As in the region of knowledge so in that of consciousness, man must clearly realise some central truth which will give him an outlook over the widest possible field. And that is the object which the Upanishad has in view when it says, Know thine own Soul. Or, in other words, realise the one great principal of unity that there is in every man.
All our egoistic impulses, our selfish desires, obscure our true vision of the soul. For they only indicate our own narrow self. When we are conscious of our soul, we perceive the inner being that transcends our ego and has its deeper affinity with the All.
Children, when they begin to learn each separate letter of the alphabet, find no pleasure in it, because they miss the real purpose of the lesson; in fact, while letters claim our attention only in themselves and as isolated things, they fatigue us. They become a source of joy to us only when they combine into words and sentences and convey an idea.

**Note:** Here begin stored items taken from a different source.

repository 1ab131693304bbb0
use rusqlite::Connection;
use syllabus_core::db::open_db_in_memory;
use syllabus_core::{
    descendant_ids, ParentFilter, SqliteTopicRepository, TopicDeleteMode, TopicListQuery,
    TopicRepoError, TopicService, TopicServiceError,
};
use uuid::Uuid;

fn setup() -> Connection {
    open_db_in_memory().unwrap()
}

fn service(conn: &Connection) -> TopicService<SqliteTopicRepository<'_>> {
    TopicService::new(SqliteTopicRepository::try_new(conn).unwrap())
}

fn children_of(conn: &Connection, parent: Uuid) -> Vec<Uuid> {
    let listed = service(conn)
        .list_topics(&TopicListQuery {
            parent: ParentFilter::Of(parent),
            ..TopicListQuery::default()
        })
        .unwrap();
    listed.items.iter().map(|item| item.external_id).collect()
}

#[test]
fn create_and_list_children_keeps_name_order() {
    let conn = setup();
    let service = service(&conn);

    let root = service.create_topic("Sciences", None, None).unwrap();
    let beta = service
        .create_topic("Physics", None, Some(root.external_id))
        .unwrap();
    let alpha = service
        .create_topic("Chemistry", None, Some(root.external_id))
        .unwrap();

    let children = children_of(&conn, root.external_id);
    assert_eq!(children, vec![alpha.external_id, beta.external_id]);
}

#[test]
fn create_rejects_blank_name() {
    let conn = setup();
    let err = service(&conn).create_topic("   ", None, None).unwrap_err();
    assert!(matches!(err, TopicServiceError::InvalidName));
}

#[test]
fn create_rejects_unknown_parent() {
    let conn = setup();
    let unknown_parent = Uuid::new_v4();

    let err = service(&conn)
        .create_topic("Orphan", None, Some(unknown_parent))
        .unwrap_err();
    assert!(matches!(
        err,
        TopicServiceError::ParentNotFound(parent_id) if parent_id == unknown_parent
    ));
}

#[test]
fn create_rejects_inactive_parent() {
    let conn = setup();
    let service = service(&conn);

    let parent = service.create_topic("Doomed", None, None).unwrap();
    service.delete_topic(parent.external_id, None).unwrap();

    let err = service
        .create_topic("Child", None, Some(parent.external_id))
        .unwrap_err();
    assert!(matches!(
        err,
        TopicServiceError::ParentNotFound(parent_id) if parent_id == parent.external_id
    ));
}

#[test]
fn reparent_rejects_self_parenting() {
    let conn = setup();
    let service = service(&conn);
    let topic = service.create_topic("Lonely", None, None).unwrap();

    let err = service
        .reparent_topic(topic.external_id, Some(topic.external_id))
        .unwrap_err();
    assert!(matches!(
        err,
        TopicServiceError::InvalidMove { topic_id, parent_id }
            if topic_id == topic.external_id && parent_id == topic.external_id
    ));
}

#[test]
fn reparent_rejects_descendant_target() {
    let conn = setup();
    let service = service(&conn);

    let a = service.create_topic("A", None, None).unwrap();
    let b = service
        .create_topic("B", None, Some(a.external_id))
        .unwrap();
    let c = service
        .create_topic("C", None, Some(b.external_id))
        .unwrap();

    let err = service
        .reparent_topic(a.external_id, Some(c.external_id))
        .unwrap_err();
    assert!(matches!(
        err,
        TopicServiceError::InvalidMove { topic_id, parent_id }
            if topic_id == a.external_id && parent_id == c.external_id
    ));

    // The rejected move is a no-op: the tree keeps its prior shape.
    assert_eq!(children_of(&conn, a.external_id), vec![b.external_id]);
}

#[test]
fn reparent_carries_subtree_implicitly() {
    let conn = setup();
    let service = service(&conn);

    let old_root = service.create_topic("Old", None, None).unwrap();
    let new_root = service.create_topic("New", None, None).unwrap();
    let moved = service
        .create_topic("Moved", None, Some(old_root.external_id))
        .unwrap();
    let grandchild = service
        .create_topic("Grandchild", None, Some(moved.external_id))
        .unwrap();

    service
        .reparent_topic(moved.external_id, Some(new_root.external_id))
        .unwrap();

    let closure = descendant_ids(&conn, new_root.external_id).unwrap();
    assert!(closure.contains(&moved.external_id));
    assert!(closure.contains(&grandchild.external_id));
    assert_eq!(
        service.get_topic(grandchild.external_id).unwrap().parent_id,
        Some(moved.external_id)
    );
}

#[test]
fn delete_with_children_requires_explicit_policy() {
    let conn = setup();
    let service = service(&conn);

    let parent = service.create_topic("Parent", None, None).unwrap();
    let _child = service
        .create_topic("Child", None, Some(parent.external_id))
        .unwrap();

    let err = service.delete_topic(parent.external_id, None).unwrap_err();
    assert!(matches!(
        err,
        TopicServiceError::ChildrenExist(id) if id == parent.external_id
    ));

    // Still fully visible after the rejected delete.
    assert!(service.get_topic(parent.external_id).is_ok());
}

#[test]
fn delete_childless_topic_needs_no_policy() {
    let conn = setup();
    let service = service(&conn);

    let topic = service.create_topic("Leaf", None, None).unwrap();
    service.delete_topic(topic.external_id, None).unwrap();

    let err = service.get_topic(topic.external_id).unwrap_err();
    assert!(matches!(
        err,
        TopicServiceError::NotFound(id) if id == topic.external_id
    ));
}

#[test]
fn delete_cascade_marks_whole_subtree_inactive_but_keeps_rows() {
    let conn = setup();
    let service = service(&conn);

    let a = service.create_topic("A", None, None).unwrap();
    let b = service
        .create_topic("B", None, Some(a.external_id))
        .unwrap();
    let c = service
        .create_topic("C", None, Some(b.external_id))
        .unwrap();

    service
        .delete_topic(a.external_id, Some(TopicDeleteMode::Cascade))
        .unwrap();

    for id in [a.external_id, b.external_id, c.external_id] {
        assert!(matches!(
            service.get_topic(id).unwrap_err(),
            TopicServiceError::NotFound(missing) if missing == id
        ));
    }

    let listed = service.list_topics(&TopicListQuery::default()).unwrap();
    assert!(listed.items.is_empty());

    // Rows are retained for audit, only flagged inactive.
    let inactive_rows: i64 = conn
        .query_row(
            "SELECT COUNT(*) FROM topics WHERE is_active = 0;",
            [],
            |row| row.get(0),
        )
        .unwrap();
    assert_eq!(inactive_rows, 3);
}

#[test]
fn delete_reparent_children_splices_out_single_node() {
    let conn = setup();
    let service = service(&conn);

    let p = service.create_topic("P", None, None).unwrap();
    let t = service
        .create_topic("T", None, Some(p.external_id))
        .unwrap();
    let c1 = service
        .create_topic("C1", None, Some(t.external_id))
        .unwrap();
    let c2 = service
        .create_topic("C2", None, Some(t.external_id))
        .unwrap();

    service
        .delete_topic(t.external_id, Some(TopicDeleteMode::ReparentChildren))
        .unwrap();

    assert!(matches!(
        service.get_topic(t.external_id).unwrap_err(),
        TopicServiceError::NotFound(id) if id == t.external_id
    ));
    assert_eq!(
        service.get_topic(c1.external_id).unwrap().parent_id,
        Some(p.external_id)
    );
    assert_eq!(
        service.get_topic(c2.external_id).unwrap().parent_id,
        Some(p.external_id)
    );
}

#[test]
fn delete_reparent_children_of_root_promotes_children_to_root() {
    let conn = setup();
    let service = service(&conn);

    let t = service.create_topic("Root", None, None).unwrap();
    let child = service
        .create_topic("Child", None, Some(t.external_id))
        .unwrap();

    service
        .delete_topic(t.external_id, Some(TopicDeleteMode::ReparentChildren))
        .unwrap();

    assert_eq!(service.get_topic(child.external_id).unwrap().parent_id, None);

    let roots = service
        .list_topics(&TopicListQuery {
            parent: ParentFilter::Root,
            ..TopicListQuery::default()
        })
        .unwrap();
    let root_ids: Vec<_> = roots.items.iter().map(|item| item.external_id).collect();
    assert_eq!(root_ids, vec![child.external_id]);
}

#[test]
fn descendant_traversal_fails_closed_on_corrupted_parent_graph() {
    let conn = setup();
    let service = service(&conn);

    let a = service.create_topic("A", None, None).unwrap();
    let b = service
        .create_topic("B", None, Some(a.external_id))
        .unwrap();

    // Bypass the mutation engine to corrupt the parent graph directly.
    conn.execute(
        "UPDATE topics
         SET parent_id = (SELECT id FROM topics WHERE external_id = ?1)
         WHERE external_id = ?2;",
        [b.external_id.to_string(), a.external_id.to_string()],
    )
    .unwrap();

    let err = descendant_ids(&conn, a.external_id).unwrap_err();
    assert!(matches!(
        err,
        TopicRepoError::DepthCapExceeded { topic_id, .. } if topic_id == a.external_id
    ));
}

#[test]
fn delete_cascade_rolls_back_when_subtree_update_fails() {
    let conn = setup();
    let service = service(&conn);

    let a = service.create_topic("A", None, None).unwrap();
    let b = service
        .create_topic("B", None, Some(a.external_id))
        .unwrap();

    conn.execute_batch(&format!(
        "CREATE TRIGGER topics_fail_cascade_test
         BEFORE UPDATE OF is_active ON topics
         WHEN NEW.external_id = '{}'
         BEGIN
             SELECT RAISE(ABORT, 'forced cascade failure');
         END;",
        b.external_id
    ))
    .unwrap();

    let result = service.delete_topic(a.external_id, Some(TopicDeleteMode::Cascade));
    assert!(result.is_err());

    // Nothing was committed: both topics stay active.
    assert!(service.get_topic(a.external_id).is_ok());
    assert!(service.get_topic(b.external_id).is_ok());
}
//! Core use-case services.
//!
//! # Responsibility
//! - Orchestrate repository calls into use-case level APIs.
//! - Keep admin-API layers decoupled from storage details.

pub mod tagging_service;
pub mod topic_service;
//! SQLite storage bootstrap and schema migration entry points.
//!
//! # Responsibility
//! - Open and configure SQLite connections for the syllabus core.
//! - Apply schema migrations in deterministic order.
//!
//! # Invariants
//! - Migration version is tracked via `PRAGMA user_version`.
//! - Core code must not read/write application data before migrations succeed.

use std::error::Error;
use std::fmt::{Display, Formatter};

pub mod migrations;
mod open;

pub use open::{open_db, open_db_in_memory};

pub type DbResult<T> = Result<T, DbError>;

#[derive(Debug)]
pub enum DbError {
    Sqlite(rusqlite::Error),
    UnsupportedSchemaVersion {
        db_version: u32,
        latest_supported: u32,
    },
}

impl Display for DbError {
    fn fmt(&self, f: &mut Formatter<'_>) -> std::fmt::Result {
        match self {
            Self::Sqlite(err) => write!(f, "{err}"),
            Self::UnsupportedSchemaVersion {
                db_version,
                latest_supported,
            } => write!(
                f,
                "database schema version {db_version} is newer than supported {latest_supported}"
            ),
        }
    }
}

impl Error for DbError {
    fn source(&self) -> Option<&(dyn Error + 'static)> {
        match self {
            Self::Sqlite(err) => Some(err),
            Self::UnsupportedSchemaVersion { .. } => None,
        }
    }
}

impl From<rusqlite::Error> for DbError {
    fn from(value: rusqlite::Error) -> Self {
        Self::Sqlite(value)
    }
}
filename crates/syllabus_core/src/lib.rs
//! Core domain logic for the syllabus topic hierarchy.
//! This crate is the single source of truth for tree invariants.

pub mod db;
pub mod logging;
pub mod model;
pub mod query;
pub mod repo;
pub mod service;

pub use logging::{default_log_level, init_logging, logging_status};
pub use model::topic::{
    normalize_topic_name, ContentId, ContentType, SubtreeCounts, Topic, TopicId,
    TopicValidationError,
};
pub use query::closure::{
    content_under_topic, content_under_topics, descendant_ids, MAX_SUBTREE_DEPTH,
};
pub use query::counts::subtree_counts;
pub use repo::tag_repo::{SqliteTagRepository, TagRepository};
pub use repo::topic_repo::{
    normalize_page_size, ParentFilter, SqliteTopicRepository, TopicListQuery, TopicRepoError,
    TopicRepoResult, TopicRepository,
};
pub use service::tagging_service::{normalize_topic_ids, TaggingService, TaggingServiceError};
pub use service::topic_service::{
    TopicDeleteMode, TopicListResult, TopicService, TopicServiceError, TopicUpdate,
};

/// Returns the core crate version.
pub fn core_version() -> &'static str {
    env!("CARGO_PKG_VERSION")
}
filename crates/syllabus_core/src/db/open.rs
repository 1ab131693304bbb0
//! Connection bootstrap utilities for SQLite.
//!
//! # Responsibility
//! - Open file or in-memory SQLite connections.
//! - Configure connection pragmas required by core behavior.
//! - Trigger schema migrations before returning a usable connection.
//!
//! # Invariants
//! - Returned connections have `foreign_keys=ON`.
//! - Returned connections have migrations fully applied.

use super::migrations::apply_migrations;
use super::DbResult;
use log::{error, info};
use rusqlite::Connection;
use std::path::Path;
use std::time::{Duration, Instant};

/// Opens a SQLite database file and applies all pending migrations.
///
/// # Side effects
/// - Performs connection bootstrap and migration checks.
/// - Emits `db_open` logging events with duration and status.
pub fn open_db(path: impl AsRef<Path>) -> DbResult<Connection> {
    let started_at = Instant::now();
    info!("event=db_open module=db status=start mode=file");

    let mut conn = match Connection::open(path) {
        Ok(conn) => conn,
        Err(err) => {
            error!(
                "event=db_open module=db status=error mode=file duration_ms={} error_code=db_open_failed error={}",
                started_at.elapsed().as_millis(),
                err
            );
            return Err(err.into());
        }
    };

    match bootstrap_connection(&mut conn) {
        Ok(()) => {
            info!(
                "event=db_open module=db status=ok mode=file duration_ms={}",
                started_at.elapsed().as_millis()
            );
            Ok(conn)
        }
        Err(err) => {
            error!(
                "event=db_open module=db status=error mode=file duration_ms={} error_code=db_bootstrap_failed error={}",
                started_at.elapsed().as_millis(),
                err
            );
            Err(err)
        }
    }
}

/// Opens an in-memory SQLite database and applies all pending migrations.
///
/// # Side effects
/// - Performs connection bootstrap and migration checks.
/// - Emits `db_open` logging events with duration and status.
pub fn open_db_in_memory() -> DbResult<Connection> {
    let started_at = Instant::now();
    info!("event=db_open module=db status=start mode=memory");

    let mut conn = match Connection::open_in_memory() {
        Ok(conn) => conn,
        Err(err) => {
            error!(
                "event=db_open module=db status=error mode=memory duration_ms={} error_code=db_open_failed error={}",
                started_at.elapsed().as_millis(),
                err
            );
            return Err(err.into());
        }
    };

    match bootstrap_connection(&mut conn) {
        Ok(()) => {
            info!(
                "event=db_open module=db status=ok mode=memory duration_ms={}",
                started_at.elapsed().as_millis()
            );
            Ok(conn)
        }
        Err(err) => {
            error!(
                "event=db_open module=db status=error mode=memory duration_ms={} error_code=db_bootstrap_failed error={}",
                started_at.elapsed().as_millis(),
                err
            );
            Err(err)
        }
    }
}

fn bootstrap_connection(conn: &mut Connection) -> DbResult<()> {
    conn.execute_batch("PRAGMA foreign_keys = ON;")?;
    conn.busy_timeout(Duration::from_secs(5))?;
    apply_migrations(conn)?;
    Ok(())
}
//! Content tagging use-case service.
//!
//! # Responsibility
//! - Normalize tag input (deduplication) before wholesale replacement.
//! - Provide the inverse topic lookup used for content tag chips.
//!
//! # Invariants
//! - `set_topics` is idempotent; replaying the same set changes nothing.
//! - Read-back returns active topics only, ordered by name.

use crate::model::topic::{ContentId, ContentType, TopicId};
use crate::model::Topic;
use crate::repo::tag_repo::TagRepository;
use crate::repo::topic_repo::TopicRepoError;
use log::info;
use std::collections::BTreeSet;
use std::error::Error;
use std::fmt::{Display, Formatter};

/// Errors from tagging service operations.
#[derive(Debug)]
pub enum TaggingServiceError {
    /// Supplied topic id does not exist.
    TopicNotFound(TopicId),
    /// Persistence-layer failure.
    Repo(TopicRepoError),
}

impl Display for TaggingServiceError {
    fn fmt(&self, f: &mut Formatter<'_>) -> std::fmt::Result {
        match self {
            Self::TopicNotFound(id) => write!(f, "topic not found: {id}"),
            Self::Repo(err) => write!(f, "{err}"),
        }
    }
}

impl Error for TaggingServiceError {
    fn source(&self) -> Option<&(dyn Error + 'static)> {
        match self {
            Self::Repo(err) => Some(err),
            Self::TopicNotFound(_) => None,
        }
    }
}

impl From<TopicRepoError> for TaggingServiceError {
    fn from(value: TopicRepoError) -> Self {
        match value {
            TopicRepoError::TopicNotFound(id) => Self::TopicNotFound(id),
            other => Self::Repo(other),
        }
    }
}

/// Deduplicates topic ids, returning them sorted.
pub fn normalize_topic_ids(topic_ids: &[TopicId]) -> Vec<TopicId> {
    let unique: BTreeSet<TopicId> = topic_ids.iter().copied().collect();
    unique.into_iter().collect()
}

/// Tagging service facade over repository implementations.
pub struct TaggingService<R: TagRepository> {
    repo: R,
}

impl<R: TagRepository> TaggingService<R> {
    /// Creates service from repository implementation.
    pub fn new(repo: R) -> Self {
        Self { repo }
    }

    /// Replaces the topic set of one content item and returns the
    /// resulting active tag chips.
    pub fn set_topics(
        &mut self,
        content_type: ContentType,
        content_id: ContentId,
        topic_ids: &[TopicId],
    ) -> Result<Vec<Topic>, TaggingServiceError> {
        let normalized = normalize_topic_ids(topic_ids);
        self.repo
            .set_topics(content_type, content_id, &normalized)?;
        info!(
            "event=content_set_topics module=service status=ok content_type={} content_id={} topic_count={}",
            content_type.as_str(),
            content_id,
            normalized.len()
        );
        self.repo
            .topics_for_content(content_type, content_id)
            .map_err(Into::into)
    }

    /// Returns the active topics tagged on one content item.
    pub fn topics_for_content(
        &self,
        content_type: ContentType,
        content_id: ContentId,
    ) -> Result<Vec<Topic>, TaggingServiceError> {
        self.repo
            .topics_for_content(content_type, content_id)
            .map_err(Into::into)
    }
}

#[cfg(test)]
mod tests {
    use super::normalize_topic_ids;
    use uuid::Uuid;

    #[test]
    fn normalize_topic_ids_sorts_and_deduplicates() {
        let low = Uuid::from_u128(1);
        let high = Uuid::from_u128(2);

        let normalized = normalize_topic_ids(&[high, low, high, low]);
        assert_eq!(normalized, vec![low, high]);
    }
}
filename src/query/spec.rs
//! 过滤规格
//!
//! 上游翻译器输出的结构化查询对象。JSON 字段名使用 camelCase
//! (`groupBy` / `sortBy`)。

use crate::aggregation::{AggregateSpec, FunctionList, SortBy, SortOrder};
use crate::cube::{CubeSpec, PivotSpec, TimeSeriesSpec};
use crate::filter::FilterNode;
use crate::{AnalyticsError, Result};
use serde::{Deserialize, Serialize};
use serde_json::Value;

/// 可选的分析扩展
#[derive(Debug, Clone, PartialEq, Serialize, Deserialize)]
#[serde(rename_all = "camelCase")]
pub enum AnalysisSpec {
    Pivot(PivotSpec),
    TimeSeries(TimeSeriesSpec),
    Cube(CubeSpec),
}

impl AnalysisSpec {
    pub fn kind(&self) -> &'static str {
        match self {
            AnalysisSpec::Pivot(_) => "pivot",
            AnalysisSpec::TimeSeries(_) => "time_series",
            AnalysisSpec::Cube(_) => "cube",
        }
    }

    fn columns(&self) -> Vec<&str> {
        match self {
            AnalysisSpec::Pivot(p) => vec![p.rows.as_str(), p.columns.as_str(), p.value.as_str()],
            AnalysisSpec::TimeSeries(t) => vec![t.date_column.as_str(), t.value_column.as_str()],
            AnalysisSpec::Cube(c) => c
                .dimensions
                .iter()
                .map(String::as_str)
                .chain(c.measures.iter().map(|m| m.field.as_str()))
                .collect(),
        }
    }
}

/// 过滤规格
#[derive(Debug, Clone, Default, PartialEq, Serialize, Deserialize)]
#[serde(rename_all = "camelCase")]
pub struct FilterSpec {
    /// 顶层过滤列表 (隐式 AND)
    #[serde(default)]
    pub filters: Vec<FilterNode>,
    #[serde(default)]
    pub group_by: Vec<String>,
    #[serde(default)]
    pub aggregate: AggregateSpec,
    #[serde(default, skip_serializing_if = "Option::is_none")]
    pub sort_by: Option<SortBy>,
    /// ≤ 0 视为不限制
    #[serde(default, skip_serializing_if = "Option::is_none")]
    pub limit: Option<i64>,
    #[serde(default, skip_serializing_if = "Option::is_none")]
    pub analysis: Option<AnalysisSpec>,
}

impl FilterSpec {
    pub fn builder() -> FilterSpecBuilder {
        FilterSpecBuilder::default()
    }

    pub fn from_json(value: &Value) -> Result<Self> {
        let spec: FilterSpec = serde_json::from_value(value.clone())
            .map_err(|e| AnalyticsError::InvalidSpec(e.to_string()))?;
        spec.validate()?;
        Ok(spec)
    }

    /// 有效的截断行数
    pub fn effective_limit(&self) -> Option<usize> {
        self.limit.filter(|n| *n > 0).map(|n| n as usize)
    }

    /// 是否需要分组聚合
    pub fn is_aggregation(&self) -> bool {
        !self.group_by.is_empty() || !self.aggregate.is_empty()
    }

    /// 结构校验
    pub fn validate(&self) -> Result<()> {
        if self.group_by.iter().any(|c| c.trim().is_empty()) {
            return Err(AnalyticsError::InvalidSpec("empty groupBy column".into()));
        }
        if self.aggregate.keys().any(|c| c.trim().is_empty()) {
            return Err(AnalyticsError::InvalidSpec("empty aggregate column".into()));
        }
        for (column, functions) in &self.aggregate {
            if functions.names().is_empty() {
                return Err(AnalyticsError::InvalidSpec(format!(
                    "no aggregate function for column '{}'",
                    column
                )));
            }
        }
        if let Some(sort) = &self.sort_by {
            if sort.column.trim().is_empty() {
                return Err(AnalyticsError::InvalidSpec("empty sortBy column".into()));
            }
        }
        if let Some(analysis) = &self.analysis {
            if self.is_aggregation() {
                return Err(AnalyticsError::InvalidSpec(format!(
                    "{} analysis cannot be combined with groupBy/aggregate",
                    analysis.kind()
                )));
            }
            if let AnalysisSpec::Cube(cube) = analysis {
                cube.validate()?;
            }
        }
        Ok(())
    }

    /// 规格引用的全部列 (去重，保持首次出现顺序)
    pub fn referenced_columns(&self) -> Vec<String> {
        let mut out: Vec<String> = Vec::new();
        let mut push = |c: &str| {
            if !out.iter().any(|x| x == c) {
                out.push(c.to_string());
            }
        };

        for node in &self.filters {
            node.columns().into_iter().for_each(&mut push);
        }
        self.group_by.iter().for_each(|c| push(c));
        self.aggregate.keys().for_each(|c| push(c));
        // 聚合或分析后排序列是输出列，不属于源数据
        if let Some(sort) = &self.sort_by {
            if !self.is_aggregation() && self.analysis.is_none() {
                push(&sort.column);
            }
        }
        if let Some(analysis) = &self.analysis {
            analysis.columns().into_iter().for_each(&mut push);
        }
        out
    }
}

/// 规格构建器
#[derive(Debug, Default)]
pub struct FilterSpecBuilder {
    spec: FilterSpec,
}

impl FilterSpecBuilder {
    pub fn filter(mut self, node: FilterNode) -> Self {
        self.spec.filters.push(node);
        self
    }

    pub fn group_by(mut self, column: impl Into<String>) -> Self {
        self.spec.group_by.push(column.into());
        self
    }

    /// 追加一个聚合函数；同一列可多次调用
    pub fn aggregate(mut self, column: impl Into<String>, function: impl Into<String>) -> Self {
        let list = self
            .spec
            .aggregate
            .entry(column.into())
            .or_insert_with(|| FunctionList::Many(Vec::new()));
        if let FunctionList::One(existing) = list {
            let first = std::mem::take(existing);
            *list = FunctionList::Many(vec![first]);
        }
        if let FunctionList::Many(names) = list {
            names.push(function.into());
        }
        self
    }

    pub fn sort_by(mut self, column: impl Into<String>, order: SortOrder) -> Self {
        self.spec.sort_by = Some(SortBy {
            column: column.into(),
            order,
        });
        self
    }

    pub fn limit(mut self, limit: i64) -> Self {
        self.spec.limit = Some(limit);
        self
    }

    pub fn analysis(mut self, analysis: AnalysisSpec) -> Self {
        self.spec.analysis = Some(analysis);
        self
    }

    pub fn build(self) -> Result<FilterSpec> {
        self.spec.validate()?;
        Ok(self.spec)
    }
}

#[cfg(test)]
mod tests {
    use super::*;
    use crate::cube::{Granularity, Measure, MeasureFunction};
    use crate::filter::Operator;
    use serde_json::json;

    #[test]
    fn test_deserialize_camel_case() {
        let spec = FilterSpec::from_json(&json!({
            "filters": [
                {"column": "platform", "operator": "equals", "value": "Instagram"},
                {"type": "OR", "conditions": [
                    {"column": "likes", "operator": "greater_than", "value": 100},
                    {"column": "comments", "operator": "greater_than", "value": 10}
                ]}
            ],
            "groupBy": ["type"],
            "aggregate": {"likes": "mean", "shares": ["sum", "max"]},
            "sortBy": {"column": "likes_mean", "order": "desc"},
            "limit": 5
        }))
        .unwrap();

        assert_eq!(spec.filters.len(), 2);
        assert_eq!(spec.group_by, vec!["type"]);
        assert_eq!(spec.aggregate["shares"].names(), vec!["sum", "max"]);
        assert_eq!(spec.sort_by.as_ref().unwrap().order, SortOrder::Desc);
        assert_eq!(spec.effective_limit(), Some(5));
        assert_eq!(
            spec.referenced_columns(),
            vec!["platform", "likes", "comments", "type", "shares"]
        );
    }

    #[test]
    fn test_non_positive_limit_means_unlimited() {
        let spec = FilterSpec::builder().limit(0).build().unwrap();
        assert_eq!(spec.effective_limit(), None);
        let spec = FilterSpec::builder().limit(-3).build().unwrap();
        assert_eq!(spec.effective_limit(), None);
    }

    #[test]
    fn test_builder() {
        let spec = FilterSpec::builder()
            .filter(FilterNode::leaf("platform", Operator::Equals, json!("tiktok")).unwrap())
            .group_by("type")
            .aggregate("likes", "mean")
            .aggregate("likes", "max")
            .sort_by("likes_mean", SortOrder::Desc)
            .limit(3)
            .build()
            .unwrap();

        assert_eq!(spec.aggregate["likes"].names(), vec!["mean", "max"]);
        assert!(spec.is_aggregation());
    }

    #[test]
    fn test_analysis_deserialize() {
        let spec = FilterSpec::from_json(&json!({
            "analysis": {"timeSeries": {
                "dateColumn": "date",
                "valueColumn": "likes",
                "granularity": "weekly"
            }}
        }))
        .unwrap();

        match spec.analysis {
            Some(AnalysisSpec::TimeSeries(ts)) => {
                assert_eq!(ts.granularity, Granularity::Weekly);
                assert_eq!(ts.function, "sum");
            }
            other => panic!("unexpected analysis: {:?}", other),
        }
    }

    #[test]
    fn test_validation_errors() {
        assert!(FilterSpec::builder().group_by("").build().is_err());
        assert!(FilterSpec::builder().sort_by(" ", SortOrder::Asc).build().is_err());

        let cube = AnalysisSpec::Cube(CubeSpec {
            dimensions: vec!["platform".into()],
            measures: vec![Measure::new("likes", MeasureFunction::Sum)],
            slice: Default::default(),
        });
        assert!(FilterSpec::builder()
            .group_by("platform")
            .analysis(cube.clone())
            .build()
            .is_err());
        assert!(FilterSpec::builder().analysis(cube).build().is_ok());

        // 结构错误的过滤器在反序列化阶段就被拒绝
        let err = FilterSpec::from_json(&json!({
            "filters": [{"column": "likes", "operator": "between", "value": [1]}]
        }))
        .unwrap_err();
        assert!(matches!(err, AnalyticsError::InvalidSpec(_)));
    }
}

Likewise, our soul when detached and imprisoned within the narrow limits of a self loses its significance. For its very essence is unity. It can only find out its truth by unifying itself with others, and only then it has its joy. Man was troubled and he lived in a state of fear so long as he had not discovered the uniformity of law in nature; till then the world was alien to him. The law that he discovered is nothing but the perception of harmony that prevails between reason which is of the soul of man and the workings of the world. This is the bond of union through which man is related to the world in which he lives, and he feels an exceeding joy when he finds this out, for then he realises himself in his surroundings. To understand anything is to find in it something which is our own, and it is the discovery of ourselves outside us which makes us glad. This relation of understanding is partial, but the relation of love is complete. In love the sense of difference is obliterated and the human soul fulfils its purpose in perfection, transcending the limits of itself and reaching across the threshold of the infinite. Therefore love is the highest bliss that man can attain to, for through it alone he truly knows that he is more than himself, and that he is at one with the All.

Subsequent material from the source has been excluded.